Humans and chimpanzees split from a common ancestor roughly 6 million years ago, when we set off down separate branches on the evolutionary tree of life. Humans continued to birth completely new genes after that split, some of which arose from regions of the genome long thought to be “junk,” a new study highlights.
In the new research, which was published Tuesday (Dec. 20) in the journal Cell Reports (opens in new tab), scientists scoured the human genome for evidence of brand-new genes being “born.” Specifically, they looked for so-called de novo genes that don’t arise through the usual process, in which genes pick up letter changes, or mutations, as cells make copies of their DNA. This modified DNA gives rise to different versions of the proteins than was made from the original version of the gene.
In contrast, de novo genes spontaneously arise from snippets of DNA that don’t code for proteins but may code for molecules that switch genes “on” and “off” or perform other functions in the cell. Thus, when de novo genes code for proteins, they’re kind of developing that code “from scratch,” rather than iterating on protein-coding DNA that already existed in the cell.
The new study revealed 155 of these made-from-scratch human genes that all code for tiny proteins, or microproteins, many of which contained fewer than 100 amino acids, the building blocks of proteins. “We found two that are strictly human-specific,” meaning they didn’t appear in any of the other animal genomes studied, first author Nikolaos Vakirlis (opens in new tab), a junior investigator at the Alexander Fleming Biomedical Sciences Research Center in Athens, Greece, told Live Science. These two genes appeared after humans split from chimps.
Early data from lab dish experiments hint that at least 44 of these 155 puny proteins — including the two human-specific ones — may play important roles in cell growth, but this will need to be verified in future studies. “The question is whether that effect that we see at the cell culture level translates to something real at the organism level,” Vakirlis said.
Vakirlis and his team started their hunt for de novo genes in a publicly available data set. First released in 2020 and described in the journal Science (opens in new tab), the data set contains information on hundreds of short-length snippets of DNA that code for microproteins. These DNA snippets are considered “noncanonical,” meaning their building blocks line up in unusual sequences not typically seen in protein-coding genes. The team behind the data set also ran experiments to see whether these microproteins fulfill important roles in cells and found that some seem to be key for cell growth, at least in lab dishes.
“Without that dataset, a study like the one we did would be impossible,” Vakirlis told Live Science. Historically, scientists considered such supershort DNA sequences and the teensy proteins they encode to be largely unimportant — insignificant in comparison with large, more familiar proteins, he noted. That notion has since been challenged, now that modern methods allow scientists to more easily study microproteins and their associated DNA, he said.
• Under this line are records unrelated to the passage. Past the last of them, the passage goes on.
//! Output formatter trait for CLI results.

use ppap_core::CreationReport;

/// Common output formatter trait
pub trait OutputFormatter {
    /// Format the result of a successful run.
    ///
    /// `generated_password` is set only when the user has to be told the
    /// password.
    fn format_creation_result(
        &self,
        archive_name: &str,
        report: &CreationReport,
        generated_password: Option<&str>,
    );

    /// Format warning message
    fn format_warning(&self, message: &str);

    /// Format version string
    fn format_version(&self, version: &str);
}
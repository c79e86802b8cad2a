//! Output archive naming.
//!
//! The archive is named after its single input, or `archive` when several
//! inputs are bundled, and receives a numeric suffix when the plain name is
//! already taken in the target directory. A single regular file loses its
//! own extension, so `report.pdf` becomes `report.zip`.

use crate::PpapError;
use crate::Result;
use std::collections::HashSet;
use std::ffi::OsStr;
use std::fs;
use std::path::Path;

/// Basename used when more than one input is archived.
pub const DEFAULT_BASENAME: &str = "archive";

/// Extension appended to every archive name.
pub const ARCHIVE_EXTENSION: &str = ".zip";

/// Computes a non-colliding archive file name for `args` inside `dir`.
///
/// # Examples
///
/// ```no_run
/// use ppap_core::naming::resolve_archive_name;
/// use std::path::Path;
///
/// let name = resolve_archive_name(&["report.pdf"], Path::new("."))?;
/// assert!(name.starts_with("report"));
/// # Ok::<(), ppap_core::PpapError>(())
/// ```
///
/// # Errors
///
/// Returns `PpapError::NoInput` if `args` is empty, or an I/O error if
/// `dir` cannot be listed.
pub fn resolve_archive_name<S: AsRef<OsStr>>(args: &[S], dir: &Path) -> Result<String> {
    let basename = archive_stem(args)?;

    let existing: HashSet<String> = fs::read_dir(dir)?
        .filter_map(|entry| entry.ok())
        .map(|entry| entry.file_name().to_string_lossy().into_owned())
        .filter(|name| name.starts_with(&basename))
        .collect();

    let name = first_free_name(&basename, |candidate| existing.contains(candidate));
    tracing::debug!(%name, "resolved archive name");
    Ok(name)
}

/// Returns the basename the archive is derived from.
///
/// # Errors
///
/// Returns `PpapError::NoInput` if `args` is empty.
pub fn archive_basename<S: AsRef<OsStr>>(args: &[S]) -> Result<String> {
    match args {
        [] => Err(PpapError::NoInput),
        [single] => Ok(last_segment(Path::new(single.as_ref()))),
        _ => Ok(DEFAULT_BASENAME.to_string()),
    }
}

/// Returns the basename with the extension of a single regular file removed.
fn archive_stem<S: AsRef<OsStr>>(args: &[S]) -> Result<String> {
    let basename = archive_basename(args)?;
    match args {
        [single] if Path::new(single.as_ref()).is_file() => Ok(Path::new(&basename)
            .file_stem()
            .map_or(basename.clone(), |stem| stem.to_string_lossy().into_owned())),
        _ => Ok(basename),
    }
}

/// Returns the final path segment, resolving `.`/`..`/roots through the
/// filesystem when the path itself has none.
pub(crate) fn last_segment(path: &Path) -> String {
    if let Some(name) = path.file_name() {
        return name.to_string_lossy().into_owned();
    }

    fs::canonicalize(path)
        .ok()
        .and_then(|resolved| {
            resolved
                .file_name()
                .map(|name| name.to_string_lossy().into_owned())
        })
        .unwrap_or_else(|| DEFAULT_BASENAME.to_string())
}

/// Walks `<base>.zip`, `<base>.1.zip`, `<base>.2.zip`, ... and returns the
/// first candidate for which `taken` is false.
fn first_free_name(basename: &str, taken: impl Fn(&str) -> bool) -> String {
    let plain = format!("{basename}{ARCHIVE_EXTENSION}");
    if !taken(&plain) {
        return plain;
    }

    (1_u64..)
        .map(|n| format!("{basename}.{n}{ARCHIVE_EXTENSION}"))
        .find(|candidate| !taken(candidate))
        .unwrap_or(plain)
}
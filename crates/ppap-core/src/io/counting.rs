//! Byte-counting writer.

use std::io::Write;

/// Wrapper writer that tracks total bytes written.
///
/// Used to measure the compressed and encrypted size of each archive entry
/// as it streams to the output.
///
/// # Examples
///
/// ```
/// use ppap_core::io::CountingWriter;
/// use std::io::Write;
///
/// let mut buffer = Vec::new();
/// let mut writer = CountingWriter::new(&mut buffer);
/// writer.write_all(b"PK")?;
/// assert_eq!(writer.total_bytes(), 2);
/// # Ok::<(), std::io::Error>(())
/// ```
pub struct CountingWriter<W> {
    inner: W,
    bytes_written: u64,
}

impl<W> CountingWriter<W> {
    /// Creates a new counting writer.
    #[must_use]
    pub fn new(inner: W) -> Self {
        Self {
            inner,
            bytes_written: 0,
        }
    }

    /// Returns the total number of bytes successfully written.
    #[must_use]
    pub fn total_bytes(&self) -> u64 {
        self.bytes_written
    }

    /// Consumes the counting writer and returns the inner writer.
    #[must_use]
    pub fn into_inner(self) -> W {
        self.inner
    }
}

impl<W: Write> Write for CountingWriter<W> {
    fn write(&mut self, buf: &[u8]) -> std::io::Result<usize> {
        let bytes = self.inner.write(buf)?;
        self.bytes_written += bytes as u64;
        Ok(bytes)
    }

    fn flush(&mut self) -> std::io::Result<()> {
        self.inner.flush()
    }

    fn write_all(&mut self, buf: &[u8]) -> std::io::Result<()> {
        self.inner.write_all(buf)?;
        self.bytes_written += buf.len() as u64;
        Ok(())
    }
}

#[cfg(test)]
#[allow(clippy::unwrap_used)]
mod tests {
    use super::*;

    #[test]
    fn test_counts_across_writes() {
        let mut buffer = Vec::new();
        let mut writer = CountingWriter::new(&mut buffer);

        writer.write_all(b"local").unwrap();
        writer.write_all(b" header").unwrap();
        assert_eq!(writer.total_bytes(), 12);
        drop(writer);

        assert_eq!(buffer, b"local header");
    }

    #[test]
    fn test_into_inner_returns_writer() {
        let mut writer = CountingWriter::new(Vec::new());
        writer.write_all(b"abc").unwrap();
        writer.flush().unwrap();
        assert_eq!(writer.into_inner(), b"abc");
    }
}
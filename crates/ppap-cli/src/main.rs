//! ppap CLI - creates password-protected ZIP archives.

mod cli;
mod commands;
mod console;
mod error;
mod logging;
mod output;
mod progress;
mod version;

use anyhow::Result;
use clap::Parser;

fn main() -> Result<()> {
    logging::init();

    let cli = cli::Cli::parse();
    let formatter = output::create_formatter();

    if cli.version {
        formatter.format_version(&version::current());
        return Ok(());
    }

    commands::create::execute(&cli, &*formatter)
}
With the rich data set in hand, the team worked backward to estimate when each snippet of microprotein-coding DNA was first introduced to humans’ evolutionary lineage. To do so, they looked for the same DNA snippets in the genomes of 99 other vertebrate species, including chimps, gorillas, horses, alligators and platypuses. “We know the phylogenetic relationships between these animals; we know that human and chimp are closer together than human and gorilla, etcetera,” Vakirlis said.
Taking these relationships into account, the team used computational methods to roll back the evolutionary clock and determine which human ancestor first carried each microprotein-coding gene. They could then look back to earlier ancestors that didn’t carry the gene and see whether that gene likely originated de novo — from non-protein-coding sequences.
In addition, the team looked at data from most of the 100 species to see which genes are actually switched on in different animals and, therefore, are actively used to make proteins. “If it’s not expressed, it won’t do anything,” Vakirlis said.
Some of the 155 de novo genes in the human genome date back to the origin of mammals, while others appeared much more recently, the study suggests.
The research does have some limitations, however. For example, the gene expression data weren’t available for all 100 species, so this raises some uncertainty as to when each gene became active within the human lineage. There’s also some uncertainty as to whether the 44 genes flagged as important to cell function in petri dishes actually make a difference in living organisms, Vakirlis said.
On that point, though, there’s “probably a few false positives, but a lot more false negatives, if I had to guess,” he noted. In other words, there are likely some microproteins that appeared unimportant to cell growth in the initial lab dish studies but whose true functions have yet to be revealed — “which means there is much more to discover,” he said.